- Work item -
Type out the entries again, keeping every word unchanged.

[Saved entries]
▬▬▬▬▬▬

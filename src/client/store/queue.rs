//! # Pending Outbound Queue Storage
//!
//! Durable records for messages not yet confirmed by the server. Each entry
//! mirrors a locally visible message by its temporary id and carries
//! everything needed to retry the send plus the retry bookkeeping the sync
//! coordinator maintains.
//!
//! The queue table is only ever mutated through the coordinator's drain
//! path and the pipeline's enqueue path; the UI reads counts for badges.

use crate::client::store::{LocalStore, Result};
use crate::shared::error::SyncError;
use crate::shared::messaging::{Message, MessageKind, MessageStatus};
use serde::{Deserialize, Serialize};
use sqlx::Row;
use uuid::Uuid;

/// A durable queue record mirroring a message awaiting delivery
#[derive(Debug, Clone, Serialize, Deserialize, PartialEq, Eq)]
pub struct PendingMessage {
    /// Matches the message's temporary id
    pub local_id: String,
    /// Conversation the message belongs to
    pub conversation_id: Uuid,
    /// Sender of the message
    pub sender_id: Uuid,
    /// Message kind
    pub kind: MessageKind,
    /// Text body or voice asset URL
    pub content: String,
    /// Voice duration in seconds
    pub duration: Option<u32>,
    /// Reply reference
    pub reply_to_id: Option<String>,
    /// When the message was composed (RFC3339)
    pub created_at: String,
    /// Failed delivery attempts so far
    pub retry_count: u32,
    /// Timestamp of the last attempt (RFC3339)
    pub last_attempt: Option<String>,
    /// Error message from the last failure
    pub last_error: Option<String>,
}

impl PendingMessage {
    /// Build a queue entry from a locally visible message
    pub fn from_message(message: &Message) -> Self {
        Self {
            local_id: message.id.clone(),
            conversation_id: message.conversation_id,
            sender_id: message.sender_id,
            kind: message.kind,
            content: message.content.clone(),
            duration: message.duration,
            reply_to_id: message.reply_to_id.clone(),
            created_at: message.created_at.clone(),
            retry_count: 0,
            last_attempt: None,
            last_error: None,
        }
    }

    /// Reconstruct the message view of this entry (status `pending`)
    pub fn to_message(&self) -> Message {
        Message {
            id: self.local_id.clone(),
            conversation_id: self.conversation_id,
            sender_id: self.sender_id,
            kind: self.kind,
            content: self.content.clone(),
            duration: self.duration,
            reply_to_id: self.reply_to_id.clone(),
            created_at: self.created_at.clone(),
            read_at: None,
            status: MessageStatus::Pending,
        }
    }
}

impl LocalStore {
    /// Persist a queue entry; idempotent by local id.
    pub async fn put_pending(&self, entry: &PendingMessage) -> Result<()> {
        sqlx::query(
            "INSERT OR REPLACE INTO pending_messages (
                id, conversation_id, sender_id, kind, content,
                duration, reply_to_id, created_at, retry_count, last_attempt, last_error
            ) VALUES (?, ?, ?, ?, ?, ?, ?, ?, ?, ?, ?)",
        )
        .bind(&entry.local_id)
        .bind(entry.conversation_id.to_string())
        .bind(entry.sender_id.to_string())
        .bind(entry.kind.as_str())
        .bind(&entry.content)
        .bind(entry.duration.map(|d| d as i64))
        .bind(&entry.reply_to_id)
        .bind(&entry.created_at)
        .bind(entry.retry_count as i64)
        .bind(&entry.last_attempt)
        .bind(&entry.last_error)
        .execute(self.pool())
        .await?;
        Ok(())
    }

    /// All queue entries in creation-time order
    pub async fn pending_messages(&self) -> Result<Vec<PendingMessage>> {
        let rows = sqlx::query(
            "SELECT id, conversation_id, sender_id, kind, content,
                    duration, reply_to_id, created_at, retry_count, last_attempt, last_error
             FROM pending_messages
             ORDER BY created_at ASC, id ASC",
        )
        .fetch_all(self.pool())
        .await?;

        let mut entries = Vec::with_capacity(rows.len());
        for row in rows {
            entries.push(row_to_pending(&row)?);
        }
        Ok(entries)
    }

    /// Queue entries for one conversation in creation-time order
    pub async fn pending_for_conversation(
        &self,
        conversation_id: &Uuid,
    ) -> Result<Vec<PendingMessage>> {
        let rows = sqlx::query(
            "SELECT id, conversation_id, sender_id, kind, content,
                    duration, reply_to_id, created_at, retry_count, last_attempt, last_error
             FROM pending_messages
             WHERE conversation_id = ?
             ORDER BY created_at ASC, id ASC",
        )
        .bind(conversation_id.to_string())
        .fetch_all(self.pool())
        .await?;

        let mut entries = Vec::with_capacity(rows.len());
        for row in rows {
            entries.push(row_to_pending(&row)?);
        }
        Ok(entries)
    }

    /// Remove a queue entry; absent id is a no-op.
    pub async fn remove_pending(&self, local_id: &str) -> Result<()> {
        sqlx::query("DELETE FROM pending_messages WHERE id = ?")
            .bind(local_id)
            .execute(self.pool())
            .await?;
        Ok(())
    }

    /// Record a failed attempt and return the new retry count
    pub async fn record_pending_failure(&self, local_id: &str, error: &str) -> Result<u32> {
        sqlx::query(
            "UPDATE pending_messages SET
                retry_count = retry_count + 1,
                last_attempt = ?,
                last_error = ?
             WHERE id = ?",
        )
        .bind(chrono::Utc::now().to_rfc3339())
        .bind(error)
        .bind(local_id)
        .execute(self.pool())
        .await?;

        let row = sqlx::query("SELECT retry_count FROM pending_messages WHERE id = ?")
            .bind(local_id)
            .fetch_optional(self.pool())
            .await?;

        match row {
            Some(row) => {
                let count: i64 = row.try_get("retry_count")?;
                Ok(count as u32)
            }
            None => Ok(0),
        }
    }

    /// Number of queued messages (badges)
    pub async fn pending_count(&self) -> Result<u64> {
        let row: (i64,) = sqlx::query_as("SELECT COUNT(*) FROM pending_messages")
            .fetch_one(self.pool())
            .await?;
        Ok(row.0 as u64)
    }
}

/// Convert a database row to a PendingMessage
fn row_to_pending(row: &sqlx::sqlite::SqliteRow) -> Result<PendingMessage> {
    let conversation_id: String = row.try_get("conversation_id")?;
    let sender_id: String = row.try_get("sender_id")?;
    let kind: String = row.try_get("kind")?;
    let duration: Option<i64> = row.try_get("duration")?;
    let retry_count: i64 = row.try_get("retry_count")?;

    Ok(PendingMessage {
        local_id: row.try_get("id")?,
        conversation_id: Uuid::parse_str(&conversation_id)
            .map_err(|e| SyncError::storage(format!("corrupt conversation_id: {}", e)))?,
        sender_id: Uuid::parse_str(&sender_id)
            .map_err(|e| SyncError::storage(format!("corrupt sender_id: {}", e)))?,
        kind: MessageKind::from_str(&kind),
        content: row.try_get("content")?,
        duration: duration.map(|d| d as u32),
        reply_to_id: row.try_get("reply_to_id")?,
        created_at: row.try_get("created_at")?,
        retry_count: retry_count as u32,
        last_attempt: row.try_get("last_attempt")?,
        last_error: row.try_get("last_error")?,
    })
}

▬▬▬▬▬▬

- Written answer -
filename src/client/store/queue.rs
//! # Pending Outbound Queue Storage
//!
//! Durable records for messages not yet confirmed by the server. Each entry
//! mirrors a locally visible message by its temporary id and carries
//! everything needed to retry the send plus the retry bookkeeping the sync
//! coordinator maintains.
//!
//! The queue table is only ever mutated through the coordinator's drain
//! path and the pipeline's enqueue path; the UI reads counts for badges.

use crate::client::store::{LocalStore, Result};
use crate::shared::error::SyncError;
use crate::shared::messaging::{Message, MessageKind, MessageStatus};
use serde::{Deserialize, Serialize};
use sqlx::Row;
use uuid::Uuid;

/// A durable queue record mirroring a message awaiting delivery
#[derive(Debug, Clone, Serialize, Deserialize, PartialEq, Eq)]
pub struct PendingMessage {
    /// Matches the message's temporary id
    pub local_id: String,
    /// Conversation the message belongs to
    pub conversation_id: Uuid,
    /// Sender of the message
    pub sender_id: Uuid,
    /// Message kind
    pub kind: MessageKind,
    /// Text body or voice asset URL
    pub content: String,
    /// Voice duration in seconds
    pub duration: Option<u32>,
    /// Reply reference
    pub reply_to_id: Option<String>,
    /// When the message was composed (RFC3339)
    pub created_at: String,
    /// Failed delivery attempts so far
    pub retry_count: u32,
    /// Timestamp of the last attempt (RFC3339)
    pub last_attempt: Option<String>,
    /// Error message from the last failure
    pub last_error: Option<String>,
}

impl PendingMessage {
    /// Build a queue entry from a locally visible message
    pub fn from_message(message: &Message) -> Self {
        Self {
            local_id: message.id.clone(),
            conversation_id: message.conversation_id,
            sender_id: message.sender_id,
            kind: message.kind,
            content: message.content.clone(),
            duration: message.duration,
            reply_to_id: message.reply_to_id.clone(),
            created_at: message.created_at.clone(),
            retry_count: 0,
            last_attempt: None,
            last_error: None,
        }
    }

    /// Reconstruct the message view of this entry (status `pending`)
    pub fn to_message(&self) -> Message {
        Message {
            id: self.local_id.clone(),
            conversation_id: self.conversation_id,
            sender_id: self.sender_id,
            kind: self.kind,
            content: self.content.clone(),
            duration: self.duration,
            reply_to_id: self.reply_to_id.clone(),
            created_at: self.created_at.clone(),
            read_at: None,
            status: MessageStatus::Pending,
        }
    }
}

impl LocalStore {
    /// Persist a queue entry; idempotent by local id.
    pub async fn put_pending(&self, entry: &PendingMessage) -> Result<()> {
        sqlx::query(
            "INSERT OR REPLACE INTO pending_messages (
                id, conversation_id, sender_id, kind, content,
                duration, reply_to_id, created_at, retry_count, last_attempt, last_error
            ) VALUES (?, ?, ?, ?, ?, ?, ?, ?, ?, ?, ?)",
        )
        .bind(&entry.local_id)
        .bind(entry.conversation_id.to_string())
        .bind(entry.sender_id.to_string())
        .bind(entry.kind.as_str())
        .bind(&entry.content)
        .bind(entry.duration.map(|d| d as i64))
        .bind(&entry.reply_to_id)
        .bind(&entry.created_at)
        .bind(entry.retry_count as i64)
        .bind(&entry.last_attempt)
        .bind(&entry.last_error)
        .execute(self.pool())
        .await?;
        Ok(())
    }

    /// All queue entries in creation-time order
    pub async fn pending_messages(&self) -> Result<Vec<PendingMessage>> {
        let rows = sqlx::query(
            "SELECT id, conversation_id, sender_id, kind, content,
                    duration, reply_to_id, created_at, retry_count, last_attempt, last_error
             FROM pending_messages
             ORDER BY created_at ASC, id ASC",
        )
        .fetch_all(self.pool())
        .await?;

        let mut entries = Vec::with_capacity(rows.len());
        for row in rows {
            entries.push(row_to_pending(&row)?);
        }
        Ok(entries)
    }

    /// Queue entries for one conversation in creation-time order
    pub async fn pending_for_conversation(
        &self,
        conversation_id: &Uuid,
    ) -> Result<Vec<PendingMessage>> {
        let rows = sqlx::query(
            "SELECT id, conversation_id, sender_id, kind, content,
                    duration, reply_to_id, created_at, retry_count, last_attempt, last_error
             FROM pending_messages
             WHERE conversation_id = ?
             ORDER BY created_at ASC, id ASC",
        )
        .bind(conversation_id.to_string())
        .fetch_all(self.pool())
        .await?;

        let mut entries = Vec::with_capacity(rows.len());
        for row in rows {
            entries.push(row_to_pending(&row)?);
        }
        Ok(entries)
    }

    /// Remove a queue entry; absent id is a no-op.
    pub async fn remove_pending(&self, local_id: &str) -> Result<()> {
        sqlx::query("DELETE FROM pending_messages WHERE id = ?")
            .bind(local_id)
            .execute(self.pool())
            .await?;
        Ok(())
    }

    /// Record a failed attempt and return the new retry count
    pub async fn record_pending_failure(&self, local_id: &str, error: &str) -> Result<u32> {
        sqlx::query(
            "UPDATE pending_messages SET
                retry_count = retry_count + 1,
                last_attempt = ?,
                last_error = ?
             WHERE id = ?",
        )
        .bind(chrono::Utc::now().to_rfc3339())
        .bind(error)
        .bind(local_id)
        .execute(self.pool())
        .await?;

        let row = sqlx::query("SELECT retry_count FROM pending_messages WHERE id = ?")
            .bind(local_id)
            .fetch_optional(self.pool())
            .await?;

        match row {
            Some(row) => {
                let count: i64 = row.try_get("retry_count")?;
                Ok(count as u32)
            }
            None => Ok(0),
        }
    }

    /// Number of queued messages (badges)
    pub async fn pending_count(&self) -> Result<u64> {
        let row: (i64,) = sqlx::query_as("SELECT COUNT(*) FROM pending_messages")
            .fetch_one(self.pool())
            .await?;
        Ok(row.0 as u64)
    }
}

/// Convert a database row to a PendingMessage
fn row_to_pending(row: &sqlx::sqlite::SqliteRow) -> Result<PendingMessage> {
    let conversation_id: String = row.try_get("conversation_id")?;
    let sender_id: String = row.try_get("sender_id")?;
    let kind: String = row.try_get("kind")?;
    let duration: Option<i64> = row.try_get("duration")?;
    let retry_count: i64 = row.try_get("retry_count")?;

    Ok(PendingMessage {
        local_id: row.try_get("id")?,
        conversation_id: Uuid::parse_str(&conversation_id)
            .map_err(|e| SyncError::storage(format!("corrupt conversation_id: {}", e)))?,
        sender_id: Uuid::parse_str(&sender_id)
            .map_err(|e| SyncError::storage(format!("corrupt sender_id: {}", e)))?,
        kind: MessageKind::from_str(&kind),
        content: row.try_get("content")?,
        duration: duration.map(|d| d as u32),
        reply_to_id: row.try_get("reply_to_id")?,
        created_at: row.try_get("created_at")?,
        retry_count: retry_count as u32,
        last_attempt: row.try_get("last_attempt")?,
        last_error: row.try_get("last_error")?,
    })
}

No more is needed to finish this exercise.